We are now going to show that the only optimum solution is one in which some $j$ are such that $r_j^*=0$ and the rest of nodes $l$ are such that $r_l^*=n_l$. If we treat a proportion $p$ of units in a node of size $n$, we obtain an increase in our objective function of $n(A(p)-A(0))$ for a cost in terms of treatment effort of $np$. Note that the optimum of this problem does not depend on $n$, so we can study $(A(p)-A(0))+\kappa(1-p)$, with $\kappa$ the multiplier associated with the constraint that $p\leq 1$. Since $A''>0$ and $A'>0$, we have that $A(1)-A(0)>A(p)-A(0)$, $\forall 0\leq p<1$. It implies that we can always divert some treatment effort away from some node $k$ such that $r_k<n_k$ to get another node closer to $r_l=n_l$ and increase total output.

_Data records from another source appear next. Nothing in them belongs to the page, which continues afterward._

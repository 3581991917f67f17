//! Reports module for Momuney
//!
//! Currently a single report: the spending summary by category.

pub mod summary;

pub use summary::{EmptySummary, SummaryReport, SummarySlice};
// GEXF and TSV renderings of the built graph

use crate::error::Result;
use crate::model::Graph;
use aesthetica_gexf::{GexfDocument, GexfEdge, GexfNode, write_gexf};
use std::borrow::Cow;

const CREATOR: &str = concat!("aesthetica ", env!("CARGO_PKG_VERSION"));

pub fn to_gexf_document(graph: &Graph) -> GexfDocument {
    let nodes = graph
        .nodes()
        .iter()
        .map(|node| {
            let mut gexf_node = GexfNode::new(node.id.as_str());
            gexf_node.label = Some(node.label.clone());
            for (title, value) in [
                ("url", &node.url),
                ("image", &node.image),
                ("caption", &node.caption),
            ] {
                if let Some(value) = value {
                    gexf_node.attributes.push((title.to_string(), value.clone()));
                }
            }
            gexf_node
        })
        .collect();

    let edges = graph
        .edges()
        .iter()
        .map(|edge| GexfEdge {
            source: edge.source.clone(),
            target: edge.target.clone(),
            weight: Some(f64::from(edge.weight)),
        })
        .collect();

    GexfDocument {
        creator: Some(CREATOR.to_string()),
        nodes,
        edges,
    }
}

pub fn gexf_bytes(graph: &Graph) -> Result<Vec<u8>> {
    let mut out = Vec::new();
    write_gexf(&to_gexf_document(graph), &mut out)?;
    Ok(out)
}

/// `id label url image caption`, one row per node, with a header row
pub fn nodes_tsv(graph: &Graph) -> String {
    let mut out = String::from("id\tlabel\turl\timage\tcaption\n");
    for node in graph.nodes() {
        let row = [
            node.id.as_str(),
            node.label.as_str(),
            node.url.as_deref().unwrap_or_default(),
            node.image.as_deref().unwrap_or_default(),
            node.caption.as_deref().unwrap_or_default(),
        ];
        push_row(&mut out, &row);
    }
    out
}

/// `source target weight`, one row per edge, with a header row
pub fn edges_tsv(graph: &Graph) -> String {
    let mut out = String::from("source\ttarget\tweight\n");
    for edge in graph.edges() {
        let weight = edge.weight.to_string();
        push_row(&mut out, &[edge.source.as_str(), edge.target.as_str(), weight.as_str()]);
    }
    out
}

fn push_row(out: &mut String, fields: &[&str]) {
    let fields: Vec<Cow<'_, str>> = fields.iter().map(|f| tsv_field(f)).collect();
    out.push_str(&fields.join("\t"));
    out.push('\n');
}

/// Replace characters that would break the row/column structure
fn tsv_field(value: &str) -> Cow<'_, str> {
    if value.contains(['\t', '\r', '\n']) {
        Cow::Owned(value.replace(['\t', '\r', '\n'], " "))
    } else {
        Cow::Borrowed(value)
    }
}
//! Per-page records produced by the scraper and the directory loader that
//! reads them.

use crate::error::{Error, Result};
use serde::Deserialize;
use std::fs;
use std::io;
use std::path::{Path, PathBuf};
use tracing::{debug, warn};

/// Row labels (compared trimmed and lowercased) that carry related names.
pub const RELATED_LABELS: [&str; 2] = ["related aesthetics", "related aesthetic"];

#[derive(Debug, Clone, Default, Deserialize)]
pub struct PageRecord {
    pub page: Option<Page>,
    pub groups: Option<Vec<Group>>,
}

#[derive(Debug, Clone, Default, Deserialize)]
pub struct Page {
    pub title: Option<String>,
    pub url: Option<String>,
}

#[derive(Debug, Clone, Default, Deserialize)]
pub struct Group {
    pub image: Option<String>,
    pub caption: Option<String>,
    pub rows: Option<Vec<Row>>,
}

#[derive(Debug, Clone, Default, Deserialize)]
pub struct Row {
    pub label: Option<String>,
    pub value: Option<String>,
}

impl PageRecord {
    /// Trimmed page title, or `None` when absent or blank
    pub fn title(&self) -> Option<&str> {
        self.page
            .as_ref()
            .and_then(|p| p.title.as_deref())
            .map(str::trim)
            .filter(|t| !t.is_empty())
    }

    pub fn url(&self) -> &str {
        self.page
            .as_ref()
            .and_then(|p| p.url.as_deref())
            .unwrap_or_default()
    }

    pub fn groups(&self) -> &[Group] {
        self.groups.as_deref().unwrap_or_default()
    }

    /// Related names across all groups, in group order. Repeats are kept.
    pub fn related_names(&self) -> Vec<String> {
        self.groups()
            .iter()
            .flat_map(|g| g.related_names())
            .collect()
    }
}

impl Group {
    pub fn image(&self) -> &str {
        self.image.as_deref().unwrap_or_default().trim()
    }

    pub fn caption(&self) -> &str {
        self.caption.as_deref().unwrap_or_default().trim()
    }

    pub fn rows(&self) -> &[Row] {
        self.rows.as_deref().unwrap_or_default()
    }

    /// Names listed in the first related-aesthetics row of this group
    pub fn related_names(&self) -> Vec<String> {
        self.rows()
            .iter()
            .find(|row| is_related_label(row.label.as_deref().unwrap_or_default()))
            .map(|row| split_related(row.value.as_deref().unwrap_or_default()))
            .unwrap_or_default()
    }
}

pub fn is_related_label(label: &str) -> bool {
    let label = label.trim().to_lowercase();
    RELATED_LABELS.contains(&label.as_str())
}

/// Split a related-aesthetics value on commas and semicolons, dropping
/// blank fragments.
pub fn split_related(value: &str) -> Vec<String> {
    value
        .split([',', ';'])
        .map(str::trim)
        .filter(|part| !part.is_empty())
        .map(String::from)
        .collect()
}

/// A parsed record together with the file it came from
#[derive(Debug, Clone)]
pub struct SourceRecord {
    pub path: PathBuf,
    pub record: PageRecord,
}

impl SourceRecord {
    /// Node identity: the trimmed title, or the file stem for untitled pages.
    pub fn node_id(&self) -> String {
        match self.record.title() {
            Some(title) => title.to_string(),
            None => self
                .path
                .file_stem()
                .map(|s| s.to_string_lossy().into_owned())
                .unwrap_or_default(),
        }
    }
}

#[derive(Debug, Clone)]
pub struct SkippedRecord {
    pub path: PathBuf,
    pub reason: String,
}

#[derive(Debug, Default)]
pub struct RecordSet {
    pub records: Vec<SourceRecord>,
    pub skipped: Vec<SkippedRecord>,
}

/// Read every `*.json` file in `dir`, ordered by file name.
///
/// Files that cannot be read or parsed are logged and listed in
/// [`RecordSet::skipped`]; they never abort the load.
pub fn load_records(dir: &Path) -> Result<RecordSet> {
    if !dir.is_dir() {
        return Err(Error::InputDirNotFound(dir.to_path_buf()));
    }

    let mut set = RecordSet::default();
    let entries = fs::read_dir(dir)?.map(|entry| entry.map(|e| e.path()));
    let paths = json_paths(dir, entries, &mut set.skipped);

    for path in paths {
        match read_record(&path) {
            Ok(record) => {
                debug!("Loaded record {}", path.display());
                set.records.push(SourceRecord { path, record });
            }
            Err(reason) => {
                warn!("Skipping {}: {}", path.display(), reason);
                set.skipped.push(SkippedRecord { path, reason });
            }
        }
    }

    Ok(set)
}

/// Sorted `*.json` paths out of a directory listing. Entries the listing
/// failed to produce are logged and recorded against `dir`.
fn json_paths(
    dir: &Path,
    entries: impl IntoIterator<Item = io::Result<PathBuf>>,
    skipped: &mut Vec<SkippedRecord>,
) -> Vec<PathBuf> {
    let mut paths = Vec::new();
    for entry in entries {
        match entry {
            Ok(path) => {
                if path.extension().is_some_and(|ext| ext == "json") {
                    paths.push(path);
                }
            }
            Err(e) => {
                warn!("Skipping unreadable entry in {}: {}", dir.display(), e);
                skipped.push(SkippedRecord {
                    path: dir.to_path_buf(),
                    reason: e.to_string(),
                });
            }
        }
    }
    paths.sort();
    paths
}

fn read_record(path: &Path) -> std::result::Result<PageRecord, String> {
    let content = fs::read_to_string(path).map_err(|e| e.to_string())?;
    serde_json::from_str(&content).map_err(|e| e.to_string())
}

#[cfg(test)]
mod tests {
    use super::*;

    #[test]
    fn test_json_paths_records_failed_entries() {
        let dir = Path::new("pages");
        let entries = vec![
            Ok(dir.join("b.json")),
            Err(io::Error::new(io::ErrorKind::PermissionDenied, "denied")),
            Ok(dir.join("notes.txt")),
            Ok(dir.join("a.json")),
        ];
        let mut skipped = Vec::new();

        let paths = json_paths(dir, entries, &mut skipped);

        assert_eq!(paths, vec![dir.join("a.json"), dir.join("b.json")]);
        assert_eq!(skipped.len(), 1);
        assert_eq!(skipped[0].path, dir.to_path_buf());
        assert!(skipped[0].reason.contains("denied"));
    }

    #[test]
    fn test_is_related_label_accepts_both_forms() {
        assert!(is_related_label("Related aesthetics"));
        assert!(is_related_label("  RELATED AESTHETIC "));
        assert!(!is_related_label("Related media"));
        assert!(!is_related_label(""));
    }

    #[test]
    fn test_split_related_drops_empty_fragments() {
        assert_eq!(
            split_related(" Cottagecore, Goblincore;; ,Fairycore ;"),
            vec!["Cottagecore", "Goblincore", "Fairycore"]
        );
        assert!(split_related(" ; , ").is_empty());
    }

    #[test]
    fn test_only_first_matching_row_per_group() {
        let group = Group {
            rows: Some(vec![
                Row {
                    label: Some("Key colours".to_string()),
                    value: Some("Green".to_string()),
                },
                Row {
                    label: Some("Related aesthetics".to_string()),
                    value: Some("A, B".to_string()),
                },
                Row {
                    label: Some("Related aesthetic".to_string()),
                    value: Some("C".to_string()),
                },
            ]),
            ..Group::default()
        };
        assert_eq!(group.related_names(), vec!["A", "B"]);
    }

    #[test]
    fn test_node_id_falls_back_to_file_stem() {
        let source = SourceRecord {
            path: PathBuf::from("pages/0042_untitled.json"),
            record: PageRecord {
                page: Some(Page {
                    title: Some("   ".to_string()),
                    url: None,
                }),
                groups: None,
            },
        };
        assert_eq!(source.node_id(), "0042_untitled");
    }
}
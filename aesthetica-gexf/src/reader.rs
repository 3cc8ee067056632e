use crate::KNOWN_NAMESPACES;
use crate::error::{GexfError, Result};
use crate::graph::{GexfDocument, GexfEdge, GexfNode, Position};
use quick_xml::NsReader;
use quick_xml::events::{BytesStart, Event};
use quick_xml::name::{Namespace, ResolveResult};
use std::collections::HashMap;
use std::fs::File;
use std::io::{BufRead, BufReader};
use std::path::Path;
use tracing::{debug, warn};

/// Which schema an element belongs to, relative to the document's namespace pair
#[derive(Debug, Clone, Copy, PartialEq)]
enum Scope {
    Base,
    Viz,
    Foreign,
}

/// Open and parse a GEXF file.
pub fn read_gexf_file(path: &Path) -> Result<GexfDocument> {
    let file = File::open(path)?;
    read_gexf(BufReader::new(file))
}

/// Parse a GEXF document from any buffered source.
///
/// The base/viz namespace pair is chosen from the root element and must be one
/// of [`KNOWN_NAMESPACES`]. Elements bound to any other namespace are ignored.
/// A `viz:position` missing either coordinate, or carrying a value that is not
/// a finite number, leaves the node without a position.
pub fn read_gexf<R: BufRead>(source: R) -> Result<GexfDocument> {
    let mut reader = NsReader::from_reader(source);
    reader.config_mut().trim_text(true);

    let mut buf = Vec::new();
    let mut doc = GexfDocument::default();
    let mut pair: Option<(&str, &str)> = None;

    // Open <node> elements, innermost last; `None` for one without an id.
    // Hierarchical GEXF nests nodes inside nodes.
    let mut open_nodes: Vec<Option<GexfNode>> = Vec::new();
    let mut attribute_titles: HashMap<String, String> = HashMap::new();
    let mut in_node_attributes = false;
    let mut in_creator = false;

    loop {
        buf.clear();
        let (ns, event) = reader.read_resolved_event_into(&mut buf)?;

        let (element, self_closing) = match event {
            Event::Start(e) => (e, false),
            Event::Empty(e) => (e, true),
            Event::End(e) => {
                let scope = classify(&ns, pair);
                if scope == Scope::Base {
                    match e.local_name().as_ref() {
                        b"node" => {
                            if let Some(Some(node)) = open_nodes.pop() {
                                doc.nodes.push(node);
                            }
                        }
                        b"attributes" => in_node_attributes = false,
                        b"creator" => in_creator = false,
                        _ => {}
                    }
                }
                continue;
            }
            Event::Text(text) => {
                if in_creator {
                    doc.creator = Some(text.unescape()?.into_owned());
                }
                continue;
            }
            Event::Eof => break,
            _ => continue,
        };

        if pair.is_none() {
            pair = Some(root_namespaces(&ns, &element)?);
            continue;
        }

        let scope = classify(&ns, pair);
        match (scope, element.local_name().as_ref()) {
            (Scope::Base, b"creator") => in_creator = !self_closing,
            (Scope::Base, b"attributes") => {
                let class = attr(&element, b"class")?;
                in_node_attributes = !self_closing && class.as_deref() == Some("node");
            }
            (Scope::Base, b"attribute") if in_node_attributes => {
                if let (Some(id), Some(title)) =
                    (attr(&element, b"id")?, attr(&element, b"title")?)
                {
                    attribute_titles.insert(id, title);
                }
            }
            (Scope::Base, b"node") => {
                let Some(id) = attr(&element, b"id")? else {
                    warn!("Ignoring GEXF node without an id");
                    if !self_closing {
                        open_nodes.push(None);
                    }
                    continue;
                };
                let mut node = GexfNode::new(id);
                node.label = attr(&element, b"label")?;
                if self_closing {
                    doc.nodes.push(node);
                } else {
                    open_nodes.push(Some(node));
                }
            }
            (Scope::Base, b"attvalue") => {
                if let Some(node) = open_nodes.last_mut().and_then(Option::as_mut) {
                    if let (Some(key), Some(value)) =
                        (attr(&element, b"for")?, attr(&element, b"value")?)
                    {
                        let title = attribute_titles.get(&key).cloned().unwrap_or(key);
                        node.attributes.push((title, value));
                    }
                }
            }
            (Scope::Viz, b"position") => {
                if let Some(node) = open_nodes.last_mut().and_then(Option::as_mut) {
                    node.position = parse_position(
                        attr(&element, b"x")?.as_deref(),
                        attr(&element, b"y")?.as_deref(),
                    );
                    if node.position.is_none() {
                        debug!("No usable position for node {}", node.id);
                    }
                }
            }
            (Scope::Base, b"edge") => {
                match (attr(&element, b"source")?, attr(&element, b"target")?) {
                    (Some(source), Some(target)) => {
                        let weight = attr(&element, b"weight")?.and_then(|w| w.parse().ok());
                        doc.edges.push(GexfEdge {
                            source,
                            target,
                            weight,
                        });
                    }
                    _ => warn!("Ignoring GEXF edge without source or target"),
                }
            }
            _ => {}
        }
    }

    if pair.is_none() {
        return Err(GexfError::NotGexf("document has no root element".to_string()));
    }

    debug!(
        "Parsed GEXF: {} nodes, {} edges",
        doc.nodes.len(),
        doc.edges.len()
    );
    Ok(doc)
}

/// Parse a coordinate pair, rejecting partial, non-numeric or non-finite input
pub fn parse_position(x: Option<&str>, y: Option<&str>) -> Option<Position> {
    let x: f64 = x?.trim().parse().ok()?;
    let y: f64 = y?.trim().parse().ok()?;
    if x.is_finite() && y.is_finite() {
        Some(Position { x, y })
    } else {
        None
    }
}

fn root_namespaces(
    ns: &ResolveResult,
    root: &BytesStart,
) -> Result<(&'static str, &'static str)> {
    if root.local_name().as_ref() != b"gexf" {
        return Err(GexfError::NotGexf(format!(
            "unexpected root element <{}>",
            String::from_utf8_lossy(root.name().as_ref())
        )));
    }
    let ResolveResult::Bound(Namespace(uri)) = ns else {
        return Err(GexfError::NotGexf(
            "root element has no namespace".to_string(),
        ));
    };
    KNOWN_NAMESPACES
        .iter()
        .find(|(base, _)| base.as_bytes() == *uri)
        .copied()
        .ok_or_else(|| {
            GexfError::NotGexf(format!(
                "unsupported namespace {}",
                String::from_utf8_lossy(uri)
            ))
        })
}

fn classify(ns: &ResolveResult, pair: Option<(&str, &str)>) -> Scope {
    match (ns, pair) {
        (ResolveResult::Bound(Namespace(uri)), Some((base, viz))) => {
            if *uri == base.as_bytes() {
                Scope::Base
            } else if *uri == viz.as_bytes() {
                Scope::Viz
            } else {
                Scope::Foreign
            }
        }
        _ => Scope::Foreign,
    }
}

fn attr(element: &BytesStart, name: &[u8]) -> Result<Option<String>> {
    for attribute in element.attributes() {
        let attribute = attribute?;
        if attribute.key.as_ref() == name {
            return Ok(Some(attribute.unescape_value()?.into_owned()));
        }
    }
    Ok(None)
}
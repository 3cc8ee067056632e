use std::path::PathBuf;
use thiserror::Error;

#[derive(Error, Debug)]
pub enum Error {
    #[error("{kind} not found: {}", .path.display())]
    MissingInput { kind: &'static str, path: PathBuf },

    #[error("Input directory not found: {}", .0.display())]
    InputDirNotFound(PathBuf),

    #[error("Invalid dataset: {0}")]
    InvalidDataset(String),

    #[error("GEXF error: {0}")]
    Gexf(#[from] aesthetica_gexf::GexfError),

    #[error("JSON error: {0}")]
    Json(#[from] serde_json::Error),

    #[error("IO error: {0}")]
    Io(#[from] std::io::Error),
}

pub type Result<T> = std::result::Result<T, Error>;
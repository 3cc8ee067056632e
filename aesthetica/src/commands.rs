use aesthetica_core::config::{DEFAULT_COMPRESSED_PATH, DEFAULT_DATASET_PATH, DEFAULT_LAYOUT_PATH};
use clap::{arg, command};

pub const CLAP_STYLING: clap::builder::styling::Styles = clap::builder::styling::Styles::styled()
    .header(clap_cargo::style::HEADER)
    .usage(clap_cargo::style::USAGE)
    .literal(clap_cargo::style::LITERAL)
    .placeholder(clap_cargo::style::PLACEHOLDER)
    .error(clap_cargo::style::ERROR)
    .valid(clap_cargo::style::VALID)
    .invalid(clap_cargo::style::INVALID);

pub fn command_argument_builder() -> clap::Command {
    clap::Command::new("aesthetica")
        .version(env!("CARGO_PKG_VERSION"))
        .bin_name("aesthetica")
        .styles(CLAP_STYLING)
        .arg(
            arg!(-q --"quiet" "Suppress banner and non-essential output")
                .required(false)
                .global(true),
        )
        .subcommand_required(false)
        .subcommand(
            command!("build")
                .about(
                    "Builds the relationship graph from a folder of per-page JSON records and \
                writes it as GEXF for the layout tool.",
                )
                .arg(
                    arg!(-i --"json-dir" <DIR>)
                        .required(true)
                        .help("Folder with per-page JSON records"),
                )
                .arg(
                    arg!(-o --"out-gexf" <PATH>)
                        .required(true)
                        .help("Output .gexf path"),
                )
                .arg(
                    arg!(--"out-nodes-tsv" <PATH>)
                        .required(false)
                        .help("Optional nodes.tsv path"),
                )
                .arg(
                    arg!(--"out-edges-tsv" <PATH>)
                        .required(false)
                        .help("Optional edges.tsv path"),
                ),
        )
        .subcommand(
            command!("sync")
                .about(
                    "Merges laid-out positions and degree-based sizes from a GEXF into the \
                canonical JSON dataset, then writes a zlib copy of it.",
                )
                .arg(
                    arg!(-g --"gexf" <PATH>)
                        .required(false)
                        .help("GEXF exported by the layout tool")
                        .default_value(DEFAULT_LAYOUT_PATH),
                )
                .arg(
                    arg!(--"json-in" <PATH>)
                        .required(false)
                        .help("Canonical dataset to read")
                        .default_value(DEFAULT_DATASET_PATH),
                )
                .arg(
                    arg!(--"json-out" <PATH>)
                        .required(false)
                        .help("Where to write the merged dataset (default: overwrite --json-in)"),
                )
                .arg(
                    arg!(--"zlib-out" <PATH>)
                        .required(false)
                        .help("Compressed copy of the merged dataset")
                        .default_value(DEFAULT_COMPRESSED_PATH)
                        .conflicts_with("no-zlib"),
                )
                .arg(
                    arg!(--"no-zlib")
                        .required(false)
                        .help("Skip writing the compressed copy")
                        .action(clap::ArgAction::SetTrue),
                ),
        )
}
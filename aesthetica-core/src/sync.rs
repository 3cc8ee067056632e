// Synchronizer: layout GEXF + canonical dataset -> merged dataset (+ zlib copy)

use crate::compress::compress;
use crate::config::{BASE_SIZE, SIZE_STEP, SyncConfig};
use crate::dataset::Dataset;
use crate::error::{Error, Result};
use crate::files::write_atomic;
use aesthetica_gexf::{GexfDocument, Position, read_gexf_file};
use std::collections::HashMap;
use std::path::{Path, PathBuf};
use tracing::info;

/// `floor(degree / SIZE_STEP) + BASE_SIZE`
pub fn size_for_degree(degree: u32) -> u32 {
    degree / SIZE_STEP + BASE_SIZE
}

/// Positions and degrees extracted from a laid-out GEXF
#[derive(Debug, Clone, Default)]
pub struct LayoutSummary {
    positions: HashMap<String, Position>,
    degrees: HashMap<String, u32>,
}

impl LayoutSummary {
    /// Every positioned node starts at degree 0; each edge element present in
    /// the file then adds one to both of its endpoints. Edge weights are not
    /// consulted.
    pub fn from_document(doc: &GexfDocument) -> Self {
        let mut summary = Self::default();

        for node in &doc.nodes {
            if let Some(position) = node.position {
                summary.positions.insert(node.id.clone(), position);
                summary.degrees.entry(node.id.clone()).or_insert(0);
            }
        }

        for edge in &doc.edges {
            *summary.degrees.entry(edge.source.clone()).or_insert(0) += 1;
            *summary.degrees.entry(edge.target.clone()).or_insert(0) += 1;
        }

        summary
    }

    pub fn position(&self, id: &str) -> Option<Position> {
        self.positions.get(id).copied()
    }

    /// Degree of `id`, 0 for ids the layout never mentions
    pub fn degree(&self, id: &str) -> u32 {
        self.degrees.get(id).copied().unwrap_or(0)
    }

    pub fn positions_len(&self) -> usize {
        self.positions.len()
    }

    pub fn degrees_len(&self) -> usize {
        self.degrees.len()
    }
}

#[derive(Debug, Clone, PartialEq)]
pub struct SyncSummary {
    pub positions_loaded: usize,
    pub degrees_computed: usize,
    pub positions_applied: usize,
    pub sizes_applied: usize,
    pub dataset_out: PathBuf,
    /// Path and byte length of the compressed copy, when one was written
    pub compressed: Option<(PathBuf, usize)>,
}

/// Run the whole synchronization described by `config`.
///
/// Both inputs must exist before anything is read; the merged dataset and
/// its compressed copy are fully rendered in memory before either file is
/// replaced.
pub fn run_sync(config: &SyncConfig) -> Result<SyncSummary> {
    require_file("Layout file", &config.layout_path)?;
    require_file("Dataset file", &config.dataset_in)?;

    let layout = LayoutSummary::from_document(&read_gexf_file(&config.layout_path)?);
    info!(
        "Loaded positions for {} nodes from {}",
        layout.positions_len(),
        config.layout_path.display()
    );
    info!(
        "Computed degrees for {} nodes from layout edges",
        layout.degrees_len()
    );

    let mut dataset = Dataset::load(&config.dataset_in)?;
    let stats = dataset.apply_layout(&layout)?;
    let bytes = dataset.to_pretty_bytes()?;
    let compressed = if config.compress {
        Some(compress(&bytes)?)
    } else {
        None
    };

    write_atomic(&config.dataset_out, &bytes)?;
    info!(
        "Updated {} positions and {} sizes, wrote {}",
        stats.positions_applied,
        stats.sizes_applied,
        config.dataset_out.display()
    );

    let compressed = match compressed {
        Some(data) => {
            write_atomic(&config.compressed_out, &data)?;
            info!(
                "Wrote zlib-compressed dataset to {} ({} bytes)",
                config.compressed_out.display(),
                data.len()
            );
            Some((config.compressed_out.clone(), data.len()))
        }
        None => None,
    };

    Ok(SyncSummary {
        positions_loaded: layout.positions_len(),
        degrees_computed: layout.degrees_len(),
        positions_applied: stats.positions_applied,
        sizes_applied: stats.sizes_applied,
        dataset_out: config.dataset_out.clone(),
        compressed,
    })
}

fn require_file(kind: &'static str, path: &Path) -> Result<()> {
    if path.is_file() {
        Ok(())
    } else {
        Err(Error::MissingInput {
            kind,
            path: path.to_path_buf(),
        })
    }
}
use aesthetica::commands::command_argument_builder;
use aesthetica::handlers::{handle_build, handle_sync, init_logging};
use aesthetica_core::print_banner;

fn main() {
    let chosen_command = command_argument_builder().get_matches();
    let quiet = chosen_command.get_flag("quiet");

    // Show banner unless --quiet flag is set
    if !quiet {
        print_banner();
    }

    if chosen_command.subcommand().is_none() {
        // No subcommand provided, just show the banner
        return;
    }

    init_logging(quiet);

    match chosen_command.subcommand() {
        Some(("build", primary_command)) => handle_build(primary_command, quiet),
        Some(("sync", primary_command)) => handle_sync(primary_command, quiet),
        _ => unreachable!("clap should ensure we don't get here"),
    }
}
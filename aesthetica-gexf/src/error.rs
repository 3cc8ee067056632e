use thiserror::Error;

#[derive(Error, Debug)]
pub enum GexfError {
    #[error("XML error: {0}")]
    XmlError(#[from] quick_xml::Error),

    #[error("Malformed attribute: {0}")]
    AttrError(#[from] quick_xml::events::attributes::AttrError),

    #[error("IO error: {0}")]
    IoError(#[from] std::io::Error),

    #[error("Not a GEXF document: {0}")]
    NotGexf(String),
}

pub type Result<T> = std::result::Result<T, GexfError>;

As a consequence, the only optimal solutions are such that $\sum_{k=1}^Kr_k^*=\bar{R}$ and there is a set of nodes $\mathcal{L}$ such that $r_l^*=n_l$, $\forall l\in\mathcal{L}$ and another set of nodes $\mathcal{J}$ such that $r_j^*=0$, $\forall j\in\mathcal{J}$. We also have, as a consequence, $\sum_{l\in\mathcal{L}}n_l=\bar{R}$ and $\sum_{j\in\mathcal{J}}n_j=N-\bar{R}$. This proves the second part of the result and completes the proof.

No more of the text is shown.